そういうところ、お兄さんにそっくりですよ。
にぎやかな女子たちは残っていたケーキをお互いに「あーん」して完食し、笑い合っている。
そしてスマホを見ると、「そろそろカラオケ行こう」と言って店を出て行った。
テーブルが空いて少し静かになったところで、夏緋先輩が聞いてきた。
「お前はオレを喜ばせてくれないのか?」
あーんをしろと? やっぱり追い込むんですね!
「ただの嫌がらせですよね」
「そんなわけないだろ」
ずっと悪い笑みを浮かべているが、とても機嫌がいいことが分かる。
機嫌がいいと嫌がらせしてくるなんて歪んでいる。
ずっとスルーしようかと思ったが……。
こんな人目があるところで僕がやるとおもっていないだろうから、あえてやってやるか!
「あーん」
ケーキを一口文スプーンに乗せて差し出すと、夏緋先輩は目を丸くした。
びっくりしている顔を見て「勝った」と思っていたら――。
夏緋先輩が僕の手を掴んで、自分の口まで運ばせ……食べた。
自分の勝ちだろ、と言っているようなニヤリ顔で笑っている。
「……美味しいですか」
よくもやってくれたな、という意味を込めてジト目で見る。
「お前の方が美味いがな。
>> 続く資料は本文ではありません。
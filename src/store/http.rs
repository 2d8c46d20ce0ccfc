//! HTTP state store.
//!
//! Protocol, relative to the configured API base:
//!
//! - `GET {base}/state` → `200 {"state": AppState}` | `404` (nothing stored)
//! - `PUT {base}/state` with body `{"state": AppState}` → any `2xx`
//!
//! Every request carries the client identity in [`CLIENT_HEADER`] and, when
//! configured, `Authorization: Bearer <token>`. Any other status is a
//! transport error.

use crate::error::{Result, TimeslicerError};
use crate::model::AppState;
use crate::store::{StateStore, accept_loaded};
use async_trait::async_trait;
use reqwest::{Method, StatusCode, header};
use std::time::Duration;
use tracing::{debug, warn};

/// Header carrying the client identity.
pub const CLIENT_HEADER: &str = "X-TimeSlicer-Client";

/// State store backed by the remote state service.
pub struct HttpStateStore {
    endpoint: String,
    client_id: String,
    bearer_token: Option<String>,
    client: reqwest::Client,
}

impl HttpStateStore {
    /// Create a store for `api_base` (without the trailing `/state`).
    ///
    /// `timeout` bounds every request; a timed-out request is reported as
    /// [`TimeslicerError::Timeout`].
    ///
    /// # Errors
    ///
    /// Returns [`TimeslicerError::Config`] if the HTTP client cannot be built.
    pub fn new(
        api_base: &str,
        client_id: &str,
        bearer_token: Option<String>,
        timeout: Duration,
    ) -> Result<Self> {
        let client = reqwest::Client::builder()
            .timeout(timeout)
            .build()
            .map_err(|e| TimeslicerError::Config(format!("cannot build HTTP client: {e}")))?;
        Ok(Self {
            endpoint: format!("{}/state", api_base.trim_end_matches('/')),
            client_id: client_id.to_owned(),
            bearer_token: bearer_token
                .map(|t| t.trim().to_owned())
                .filter(|t| !t.is_empty()),
            client,
        })
    }

    fn request(&self, method: Method) -> reqwest::RequestBuilder {
        let builder = self
            .client
            .request(method, &self.endpoint)
            .header(CLIENT_HEADER, &self.client_id);
        match &self.bearer_token {
            Some(token) => builder.bearer_auth(token),
            None => builder,
        }
    }
}

#[async_trait]
impl StateStore for HttpStateStore {
    async fn load(&self) -> Result<Option<AppState>> {
        let resp = self
            .request(Method::GET)
            .header(header::CACHE_CONTROL, "no-store")
            .send()
            .await?;

        let status = resp.status();
        if status == StatusCode::NOT_FOUND {
            debug!(endpoint = %self.endpoint, "no remote state stored yet");
            return Ok(None);
        }
        if !status.is_success() {
            return Err(TimeslicerError::Status(status.as_u16()));
        }

        let body: serde_json::Value = resp.json().await?;
        match body.get("state") {
            Some(state) if !state.is_null() => Ok(accept_loaded(state.clone(), &self.endpoint)),
            _ => {
                warn!(endpoint = %self.endpoint, "remote response has no state field");
                Ok(None)
            }
        }
    }

    async fn save(&self, state: &AppState) -> Result<()> {
        let resp = self
            .request(Method::PUT)
            .json(&serde_json::json!({ "state": state }))
            .send()
            .await?;

        let status = resp.status();
        if status.is_success() {
            Ok(())
        } else {
            Err(TimeslicerError::Status(status.as_u16()))
        }
    }

    fn describe(&self) -> String {
        self.endpoint.clone()
    }
}
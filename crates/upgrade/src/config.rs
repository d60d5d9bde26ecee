//! Controller configuration.

use std::time::Duration;

use migasfree_runner::CommandLine;

use crate::status::IconTheme;

/// Hours between scheduled runs when none is configured.
pub const DEFAULT_INTERVAL_HOURS: u64 = 24;

/// Converts a configured interval in hours; `0` means the default.
///
/// Values too large to express in seconds saturate.
pub fn interval_from_hours(hours: u64) -> Duration {
    let hours = match hours {
        0 => DEFAULT_INTERVAL_HOURS,
        h => h,
    };
    Duration::from_secs(hours.saturating_mul(3600))
}

/// The two upgrade command variants.
#[derive(Debug, Clone, PartialEq, Eq)]
pub struct UpgradeCommands {
    pub standard: CommandLine,
    pub forced: CommandLine,
}

impl UpgradeCommands {
    pub fn select(&self, forced: bool) -> &CommandLine {
        if forced { &self.forced } else { &self.standard }
    }
}

impl Default for UpgradeCommands {
    fn default() -> Self {
        Self {
            standard: CommandLine::new("sudo", ["migasfree-launcher"]),
            forced: CommandLine::new("sudo", ["migasfree-launcher", "force-upgrade"]),
        }
    }
}

/// Everything the controller needs, fixed at construction.
#[derive(Debug, Clone)]
pub struct ControllerConfig {
    pub commands: UpgradeCommands,
    /// Scheduled runs use the forced command.
    pub force_upgrade: bool,
    /// Time between scheduled runs.
    pub interval: Duration,
    pub theme: IconTheme,
    /// Initial state of "show console always".
    pub show_console: bool,
}

impl Default for ControllerConfig {
    fn default() -> Self {
        Self {
            commands: UpgradeCommands::default(),
            force_upgrade: false,
            interval: interval_from_hours(DEFAULT_INTERVAL_HOURS),
            theme: IconTheme::default(),
            show_console: false,
        }
    }
}

#[cfg(test)]
mod tests {
    use super::*;

    #[test]
    fn interval_conversion() {
        assert_eq!(interval_from_hours(1), Duration::from_millis(3_600_000));
        assert_eq!(interval_from_hours(0), Duration::from_secs(24 * 3600));
    }

    #[test]
    fn huge_interval_saturates() {
        assert_eq!(interval_from_hours(u64::MAX / 1000), Duration::from_secs(u64::MAX));
        assert_eq!(interval_from_hours(u64::MAX), Duration::from_secs(u64::MAX));
        assert_eq!(
            interval_from_hours(1_000_000_000_000),
            Duration::from_secs(3_600_000_000_000_000)
        );
    }

    #[test]
    fn select_variant() {
        let commands = UpgradeCommands::default();
        assert_eq!(commands.select(false).to_string(), "sudo migasfree-launcher");
        assert_eq!(
            commands.select(true).to_string(),
            "sudo migasfree-launcher force-upgrade"
        );
    }

    #[test]
    fn default_config() {
        let config = ControllerConfig::default();
        assert!(!config.force_upgrade);
        assert_eq!(config.interval, Duration::from_secs(86_400));
        assert!(!config.show_console);
    }
}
あとで誕生日プレゼントとして貰うか」
「!」
近くのテーブルに人がいなくなったからって、人目があるところで何を言うんだ!
こんなことを言うタイプじゃなかったはずなのに……! 壊れた!?
「頭を叩いたらご機嫌モードから通常モードに戻るかな」
「誕生日なんだから機嫌がいいのはいいことだろ」
僕のつぶやきが聞こえていたようだが、ドリンクを飲んで澄ました顔をしている。
まあ……確かに?
「……お誕生日おめでとうございます」
言いそびれていた「おめでとう」を、このタイミング言ってみた。
すると、少し思案して――。
「その言葉はあとでプレゼントを貰うときに一緒に聞く」
……なんてことを言い出した。
プレゼントって……僕?
僕を貰うときに聞くって、つまり……イチャついてるときに言えと?
『今聞いとけ~!』
思わず店内で叫びそうになってしまったが何とか耐えた。
プレゼントはその、ともかく……あとではもう言わないからな!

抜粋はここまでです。